Italian Government Takes New Steps in COVID-19 Fight

Luisa Zargani
·3 min read

MILAN – The Italian Stock Exchange held its ground on Monday morning, with the FTSE MIB index inching down 0.08 percent by early afternoon, following additional restrictions imposed by the government on Sunday evening.

The Italian government has set in motion a new wave of measures to tighten restrictions as COVID-19 cases flare up in a second wave here, with Italy recording its highest daily infection rate for the second day in a row on Sunday – another 11,705 new cases. This followed 10,925 cases registered a day earlier.

Italy has now recorded 414,000 confirmed coronavirus cases and 36,500 deaths. The spike mirrors that being seen in other European countries including France, Germany and the U.K., as well as in the U.S.

On Sunday, the Italian government approved a new stimulus package of 39 billion euros to fuel an economic rebound in the wake of the recession caused by the coronavirus crisis.

Roberto Gualtieri, minister of economy, said this figure will include about 15 billion euros of grants from the European Union’s Recovery Fund.

“The main goal is to give a strong impulse to a relaunch of the economy supporting investments, education, social aid, reducing taxes on jobs and enterprises,” wrote Gualtieri on a Facebook post.

A fund of 4 billion euros will be used to compensate companies worst hit by the lockdowns and another 4 billion euros is aimed at helping the national health system.

A deferral of repayments for loans to small and medium-sized businesses has been extended to January.

Italy has forecast its economy will contract by 9 percent this year and a budget deficit amounting to 10.8 percent of gross domestic product. The government expects the economy to rebound in 2021, however, forecasting 6 percent growth.

On Sunday evening, Prime Minister Giuseppe Conte, wearing a mask, spoke on national television about efforts “to avoid a new general lockdown, which could severely compromise the economy.” Conte urged “everyone to do their part.”

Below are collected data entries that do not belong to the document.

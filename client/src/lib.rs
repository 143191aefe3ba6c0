pub mod burn;
pub mod config;
pub mod error;
pub mod mirror;
pub mod source;
pub mod utils;

pub use burn::*;
pub use config::*;
pub use error::*;
pub use mirror::*;
pub use source::*;
pub use utils::*;
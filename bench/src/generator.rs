//! Synthetic row generation. Purely local and deterministic: the same inputs
//! always yield the same rows, in O(count) time, with no backend involved.

use chrono::{Days, NaiveDate};
use stratum_link::Value;

/// How primary-key values are produced.
#[derive(Debug, Clone, PartialEq, Eq)]
pub enum KeySpec {
    /// Keys `0..count-1`.
    SerialUint64,
    /// Evenly-spaced dates from `start`; `step_days = 0` yields identical
    /// timestamp seeds for every row.
    Date { start: NaiveDate, step_days: u64 },
}

/// How the payload column is produced.
#[derive(Debug, Clone, PartialEq, Eq)]
pub enum ValueSpec {
    /// A fixed-length string of one repeated character.
    RepeatedUtf8 { ch: char, len: usize },
    /// A fixed scalar.
    ConstInt8(i8),
}

/// One generated row: primary key plus scalar payload. Immutable once
/// constructed; consumed exactly once by the bulk load.
#[derive(Debug, Clone, PartialEq, Eq)]
pub struct Row {
    pub key: Value,
    pub value: Value,
}

/// Produce exactly `count` rows according to the key and value specs.
pub fn generate_rows(count: u64, keys: &KeySpec, values: &ValueSpec) -> Vec<Row> {
    let payload = match values {
        ValueSpec::RepeatedUtf8 { ch, len } => {
            Value::Utf8(std::iter::repeat(*ch).take(*len).collect())
        }
        ValueSpec::ConstInt8(v) => Value::Int8(*v),
    };

    (0..count)
        .map(|i| {
            let key = match keys {
                KeySpec::SerialUint64 => Value::Uint64(i),
                KeySpec::Date { start, step_days } => {
                    let date = start
                        .checked_add_days(Days::new(i * step_days))
                        .unwrap_or(*start);
                    Value::Date(date)
                }
            };
            Row { key, value: payload.clone() }
        })
        .collect()
}

#[cfg(test)]
mod tests {
    use super::*;

    #[test]
    fn generation_is_deterministic() {
        let keys = KeySpec::SerialUint64;
        let values = ValueSpec::RepeatedUtf8 { ch: 'X', len: 1 };
        let a = generate_rows(5, &keys, &values);
        let b = generate_rows(5, &keys, &values);
        assert_eq!(a.len(), 5);
        assert_eq!(a, b);
        for (i, row) in a.iter().enumerate() {
            assert_eq!(row.key, Value::Uint64(i as u64));
            assert_eq!(row.value, Value::Utf8("X".into()));
        }
    }

    #[test]
    fn date_keys_are_evenly_spaced() {
        let start = NaiveDate::from_ymd_opt(2019, 1, 1).unwrap();
        let rows = generate_rows(
            3,
            &KeySpec::Date { start, step_days: 7 },
            &ValueSpec::ConstInt8(1),
        );
        let expected: Vec<NaiveDate> = (0..3)
            .map(|i| start.checked_add_days(Days::new(i * 7)).unwrap())
            .collect();
        for (row, date) in rows.iter().zip(expected) {
            assert_eq!(row.key, Value::Date(date));
            assert_eq!(row.value, Value::Int8(1));
        }
    }

    #[test]
    fn zero_step_yields_identical_seeds() {
        let start = NaiveDate::from_ymd_opt(2019, 1, 1).unwrap();
        let rows = generate_rows(4, &KeySpec::Date { start, step_days: 0 }, &ValueSpec::ConstInt8(0));
        assert!(rows.iter().all(|r| r.key == Value::Date(start)));
    }
}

For one, separately, Federico Marchetti, chairman and chief executiv e officer of the Yoox Net-a-porter Group, on Friday revealed on his Instagram account that the luxury e-tailer had extended full remote working where possible for all employees globally until the end of January. Marchetti took a big step in securing early seasonal flu vaccinations and providing all employees with the possibility to take a dose, in the wake of the shortages reported across the countries YNAP operates in.

In addition, the company has been employing a new innovative system of electronic bracelets that allows employees to maintain social distancing. It has also developed in-house the “Stay Safe” app. Through this, employees can reserve desks in the office and they receive all updates on safety in real time. These refer to the measures adopted in every office or warehouse, as well as any new measure implemented by the governments in each country.

Similarly to a number of luxury fashion groups, from Prada to Brunello Cucinelli, YNAP also provides COVID-19 tests for its employees and weekly masks to its employees and their families. The fashion industry, from Giorgio Armani and Bulgari to Gucci, Moncler and Ermenegildo Zegna, to name a few, has been responsive and proactive since the outbreak of the pandemic in Italy last February, investing in producing protective masks, medical overalls, and cleansing gels as well as donating funds to hospitals here.

Masks continue to be viewed as “the most effective measures,” said Conte on Sunday, as well as the other basic precautions – distance and washing hands regularly.

While no production has been halted for the time being, Conte said bars and restaurants will close at midnight, and that only table service at restaurants will be allowed after 6 p.m. Six will be the maximum number allowed in a group.

Local conferences and festivals are suspended and city mayors will have the power to close public areas after 9 p.m.